§ **WHAT NEEDS TO BE DONE**: What you return must be the lines of the data that hold the word "match".

§ **EXERCISE MATERIAL**:

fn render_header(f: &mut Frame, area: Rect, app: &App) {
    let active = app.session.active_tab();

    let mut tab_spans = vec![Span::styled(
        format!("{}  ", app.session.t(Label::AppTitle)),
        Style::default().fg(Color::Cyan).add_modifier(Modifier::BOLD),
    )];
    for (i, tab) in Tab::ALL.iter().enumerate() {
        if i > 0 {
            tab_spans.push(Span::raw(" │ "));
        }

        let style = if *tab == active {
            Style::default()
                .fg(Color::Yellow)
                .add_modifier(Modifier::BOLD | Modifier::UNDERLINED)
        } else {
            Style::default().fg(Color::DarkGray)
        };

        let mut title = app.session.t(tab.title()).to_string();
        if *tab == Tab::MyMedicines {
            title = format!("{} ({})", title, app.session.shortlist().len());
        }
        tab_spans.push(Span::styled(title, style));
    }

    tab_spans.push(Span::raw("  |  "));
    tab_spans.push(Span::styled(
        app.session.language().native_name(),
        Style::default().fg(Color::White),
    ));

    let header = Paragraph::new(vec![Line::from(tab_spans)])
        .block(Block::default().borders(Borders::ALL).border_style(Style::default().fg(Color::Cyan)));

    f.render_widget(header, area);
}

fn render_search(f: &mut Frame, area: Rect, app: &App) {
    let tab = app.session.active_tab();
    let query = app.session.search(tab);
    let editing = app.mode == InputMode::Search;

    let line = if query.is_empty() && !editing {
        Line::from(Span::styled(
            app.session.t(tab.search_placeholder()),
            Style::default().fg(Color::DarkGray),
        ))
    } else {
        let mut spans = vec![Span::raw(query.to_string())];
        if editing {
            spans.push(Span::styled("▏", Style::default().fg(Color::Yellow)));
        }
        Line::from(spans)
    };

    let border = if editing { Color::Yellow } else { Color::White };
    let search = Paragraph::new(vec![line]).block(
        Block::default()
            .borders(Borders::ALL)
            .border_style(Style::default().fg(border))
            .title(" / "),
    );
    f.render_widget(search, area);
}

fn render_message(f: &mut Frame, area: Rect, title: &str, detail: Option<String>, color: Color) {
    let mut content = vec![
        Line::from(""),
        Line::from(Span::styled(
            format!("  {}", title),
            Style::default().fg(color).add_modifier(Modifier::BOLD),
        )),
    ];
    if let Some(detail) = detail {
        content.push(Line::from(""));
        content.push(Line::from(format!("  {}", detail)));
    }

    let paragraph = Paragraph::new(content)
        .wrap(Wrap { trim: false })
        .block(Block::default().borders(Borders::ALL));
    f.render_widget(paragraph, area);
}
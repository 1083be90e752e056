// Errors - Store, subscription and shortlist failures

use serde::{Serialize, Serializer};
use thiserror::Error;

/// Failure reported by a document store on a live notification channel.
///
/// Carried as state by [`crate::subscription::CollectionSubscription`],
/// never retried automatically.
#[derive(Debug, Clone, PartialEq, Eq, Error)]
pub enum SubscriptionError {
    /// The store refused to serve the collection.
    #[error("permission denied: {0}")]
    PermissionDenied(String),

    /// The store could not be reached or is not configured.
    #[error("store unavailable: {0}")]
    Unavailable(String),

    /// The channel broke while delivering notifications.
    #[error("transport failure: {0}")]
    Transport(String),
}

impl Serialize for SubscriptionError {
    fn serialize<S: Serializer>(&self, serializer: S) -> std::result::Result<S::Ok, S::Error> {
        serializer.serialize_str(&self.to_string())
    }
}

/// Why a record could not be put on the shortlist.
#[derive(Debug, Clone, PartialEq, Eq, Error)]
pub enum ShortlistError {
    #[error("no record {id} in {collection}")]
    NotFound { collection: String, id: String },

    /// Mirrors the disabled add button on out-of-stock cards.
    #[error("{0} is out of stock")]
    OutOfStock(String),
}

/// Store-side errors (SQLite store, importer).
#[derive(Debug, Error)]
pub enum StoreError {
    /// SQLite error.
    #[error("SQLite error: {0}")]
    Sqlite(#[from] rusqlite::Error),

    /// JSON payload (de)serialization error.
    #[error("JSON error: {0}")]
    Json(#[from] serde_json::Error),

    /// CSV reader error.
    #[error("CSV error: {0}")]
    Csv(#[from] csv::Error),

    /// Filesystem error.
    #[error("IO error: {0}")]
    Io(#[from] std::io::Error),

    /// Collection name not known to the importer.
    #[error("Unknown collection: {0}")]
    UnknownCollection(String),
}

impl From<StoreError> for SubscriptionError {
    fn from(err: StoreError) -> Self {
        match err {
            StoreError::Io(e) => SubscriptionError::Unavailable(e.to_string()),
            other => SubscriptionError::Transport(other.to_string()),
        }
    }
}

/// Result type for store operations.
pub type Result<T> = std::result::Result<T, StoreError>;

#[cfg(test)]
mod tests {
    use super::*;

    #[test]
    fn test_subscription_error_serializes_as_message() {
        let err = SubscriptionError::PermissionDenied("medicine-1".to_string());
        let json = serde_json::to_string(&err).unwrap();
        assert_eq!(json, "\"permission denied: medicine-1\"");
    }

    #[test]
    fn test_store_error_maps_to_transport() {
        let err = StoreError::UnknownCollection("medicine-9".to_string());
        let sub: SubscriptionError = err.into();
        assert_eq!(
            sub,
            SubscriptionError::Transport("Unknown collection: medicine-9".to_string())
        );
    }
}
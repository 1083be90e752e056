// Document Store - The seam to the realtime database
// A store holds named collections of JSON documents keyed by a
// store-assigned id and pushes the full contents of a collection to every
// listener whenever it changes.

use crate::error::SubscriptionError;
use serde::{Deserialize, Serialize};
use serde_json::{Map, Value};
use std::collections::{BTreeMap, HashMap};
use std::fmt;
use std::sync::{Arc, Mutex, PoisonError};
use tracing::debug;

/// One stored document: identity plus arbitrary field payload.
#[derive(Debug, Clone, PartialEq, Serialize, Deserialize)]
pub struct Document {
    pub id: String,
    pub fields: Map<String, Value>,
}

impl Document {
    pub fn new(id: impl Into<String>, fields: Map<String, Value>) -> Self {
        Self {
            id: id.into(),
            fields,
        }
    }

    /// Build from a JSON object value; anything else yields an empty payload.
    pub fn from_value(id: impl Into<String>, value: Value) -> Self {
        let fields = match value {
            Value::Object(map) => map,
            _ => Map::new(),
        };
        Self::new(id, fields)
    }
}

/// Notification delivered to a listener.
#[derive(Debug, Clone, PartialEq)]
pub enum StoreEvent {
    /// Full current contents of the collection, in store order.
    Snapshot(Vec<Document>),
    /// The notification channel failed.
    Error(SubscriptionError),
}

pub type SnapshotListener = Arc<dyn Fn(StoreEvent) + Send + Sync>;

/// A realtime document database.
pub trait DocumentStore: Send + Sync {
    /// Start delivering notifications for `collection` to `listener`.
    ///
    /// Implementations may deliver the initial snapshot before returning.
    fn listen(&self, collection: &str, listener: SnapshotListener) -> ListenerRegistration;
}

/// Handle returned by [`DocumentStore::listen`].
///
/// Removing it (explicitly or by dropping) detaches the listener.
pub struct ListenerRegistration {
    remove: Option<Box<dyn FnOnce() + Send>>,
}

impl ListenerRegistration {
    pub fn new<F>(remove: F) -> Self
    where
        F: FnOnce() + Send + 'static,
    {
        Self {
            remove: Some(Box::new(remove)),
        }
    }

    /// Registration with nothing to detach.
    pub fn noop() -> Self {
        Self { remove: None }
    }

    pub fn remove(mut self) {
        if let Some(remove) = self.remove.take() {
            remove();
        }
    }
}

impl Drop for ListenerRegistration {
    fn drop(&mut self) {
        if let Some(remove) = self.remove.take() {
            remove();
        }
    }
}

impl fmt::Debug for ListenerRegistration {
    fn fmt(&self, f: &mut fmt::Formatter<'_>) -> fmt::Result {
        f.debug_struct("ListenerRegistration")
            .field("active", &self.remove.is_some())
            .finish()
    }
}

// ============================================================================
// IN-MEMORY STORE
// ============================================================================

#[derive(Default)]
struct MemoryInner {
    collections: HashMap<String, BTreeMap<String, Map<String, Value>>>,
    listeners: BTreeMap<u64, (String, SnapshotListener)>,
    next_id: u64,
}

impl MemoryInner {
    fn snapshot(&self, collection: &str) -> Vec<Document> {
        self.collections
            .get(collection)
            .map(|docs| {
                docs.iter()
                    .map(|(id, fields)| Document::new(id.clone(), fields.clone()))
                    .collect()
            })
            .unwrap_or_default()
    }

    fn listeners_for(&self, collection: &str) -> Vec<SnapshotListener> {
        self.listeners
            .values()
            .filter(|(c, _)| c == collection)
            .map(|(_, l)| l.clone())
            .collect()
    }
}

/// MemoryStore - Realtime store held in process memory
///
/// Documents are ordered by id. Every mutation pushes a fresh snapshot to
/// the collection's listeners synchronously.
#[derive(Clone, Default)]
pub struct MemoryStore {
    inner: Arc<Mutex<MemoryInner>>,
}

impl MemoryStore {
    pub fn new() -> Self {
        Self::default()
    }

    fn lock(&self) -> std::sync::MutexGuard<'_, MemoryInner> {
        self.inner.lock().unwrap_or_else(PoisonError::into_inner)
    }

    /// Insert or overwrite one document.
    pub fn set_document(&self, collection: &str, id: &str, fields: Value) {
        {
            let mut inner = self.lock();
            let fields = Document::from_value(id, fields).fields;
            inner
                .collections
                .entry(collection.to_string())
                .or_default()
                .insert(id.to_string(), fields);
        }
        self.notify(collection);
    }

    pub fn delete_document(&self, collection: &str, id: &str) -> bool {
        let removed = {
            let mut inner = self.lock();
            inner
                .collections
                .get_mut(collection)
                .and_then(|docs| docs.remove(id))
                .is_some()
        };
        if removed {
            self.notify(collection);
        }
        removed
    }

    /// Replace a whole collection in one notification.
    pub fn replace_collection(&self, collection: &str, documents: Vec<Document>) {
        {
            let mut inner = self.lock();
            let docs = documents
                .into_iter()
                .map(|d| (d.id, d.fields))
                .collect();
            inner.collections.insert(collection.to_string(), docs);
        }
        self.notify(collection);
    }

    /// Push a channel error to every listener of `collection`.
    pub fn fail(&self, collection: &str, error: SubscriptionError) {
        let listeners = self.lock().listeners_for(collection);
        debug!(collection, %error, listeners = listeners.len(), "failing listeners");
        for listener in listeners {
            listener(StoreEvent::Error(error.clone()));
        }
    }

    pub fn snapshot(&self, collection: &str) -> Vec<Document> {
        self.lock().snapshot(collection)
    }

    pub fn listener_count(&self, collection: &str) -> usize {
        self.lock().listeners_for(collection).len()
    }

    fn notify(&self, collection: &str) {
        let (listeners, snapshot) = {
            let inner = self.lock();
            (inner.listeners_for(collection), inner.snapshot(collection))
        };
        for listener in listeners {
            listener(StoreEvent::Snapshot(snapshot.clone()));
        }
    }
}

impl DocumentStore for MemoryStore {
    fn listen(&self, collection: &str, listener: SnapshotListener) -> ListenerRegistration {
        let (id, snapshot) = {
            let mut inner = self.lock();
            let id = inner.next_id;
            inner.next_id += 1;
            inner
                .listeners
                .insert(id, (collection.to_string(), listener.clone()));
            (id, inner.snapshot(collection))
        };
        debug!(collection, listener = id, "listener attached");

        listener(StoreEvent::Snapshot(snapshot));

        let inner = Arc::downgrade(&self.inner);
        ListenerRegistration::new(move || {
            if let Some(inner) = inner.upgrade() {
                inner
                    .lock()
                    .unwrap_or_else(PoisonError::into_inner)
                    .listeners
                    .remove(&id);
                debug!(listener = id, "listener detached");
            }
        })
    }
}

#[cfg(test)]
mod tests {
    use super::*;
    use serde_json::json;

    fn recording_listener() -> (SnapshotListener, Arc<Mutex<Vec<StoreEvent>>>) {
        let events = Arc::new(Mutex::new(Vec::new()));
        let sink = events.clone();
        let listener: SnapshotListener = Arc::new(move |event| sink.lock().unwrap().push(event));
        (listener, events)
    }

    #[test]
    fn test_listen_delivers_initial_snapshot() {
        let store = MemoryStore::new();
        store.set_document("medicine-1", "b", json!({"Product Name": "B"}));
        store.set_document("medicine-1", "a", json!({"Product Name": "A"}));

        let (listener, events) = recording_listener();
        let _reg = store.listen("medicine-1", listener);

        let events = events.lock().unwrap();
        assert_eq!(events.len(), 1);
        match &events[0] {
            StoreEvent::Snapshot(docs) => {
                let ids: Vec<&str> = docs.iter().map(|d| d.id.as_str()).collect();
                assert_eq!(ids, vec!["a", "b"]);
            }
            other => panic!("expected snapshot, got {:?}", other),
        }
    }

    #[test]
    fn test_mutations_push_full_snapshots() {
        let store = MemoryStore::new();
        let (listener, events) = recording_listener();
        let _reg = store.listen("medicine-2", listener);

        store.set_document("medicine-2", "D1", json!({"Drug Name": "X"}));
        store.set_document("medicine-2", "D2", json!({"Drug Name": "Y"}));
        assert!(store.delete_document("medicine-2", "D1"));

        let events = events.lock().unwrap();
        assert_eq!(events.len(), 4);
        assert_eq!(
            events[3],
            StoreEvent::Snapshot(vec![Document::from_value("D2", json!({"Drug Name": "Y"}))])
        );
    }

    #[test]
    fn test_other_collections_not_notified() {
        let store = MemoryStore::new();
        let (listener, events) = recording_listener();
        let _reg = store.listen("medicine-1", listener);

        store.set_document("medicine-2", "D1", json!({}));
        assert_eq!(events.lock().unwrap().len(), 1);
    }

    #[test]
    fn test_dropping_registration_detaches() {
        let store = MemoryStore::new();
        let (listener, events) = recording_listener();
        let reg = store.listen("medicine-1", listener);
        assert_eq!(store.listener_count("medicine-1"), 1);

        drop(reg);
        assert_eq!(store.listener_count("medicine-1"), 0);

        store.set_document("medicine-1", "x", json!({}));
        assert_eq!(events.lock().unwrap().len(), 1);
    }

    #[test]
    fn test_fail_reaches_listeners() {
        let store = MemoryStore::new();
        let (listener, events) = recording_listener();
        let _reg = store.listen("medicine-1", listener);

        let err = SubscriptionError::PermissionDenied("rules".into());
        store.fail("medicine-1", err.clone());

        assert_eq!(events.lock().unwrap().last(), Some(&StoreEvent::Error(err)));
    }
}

§ **OUTPUT FOR THIS TASK**:
        match err {
        let fields = match value {
        match &events[0] {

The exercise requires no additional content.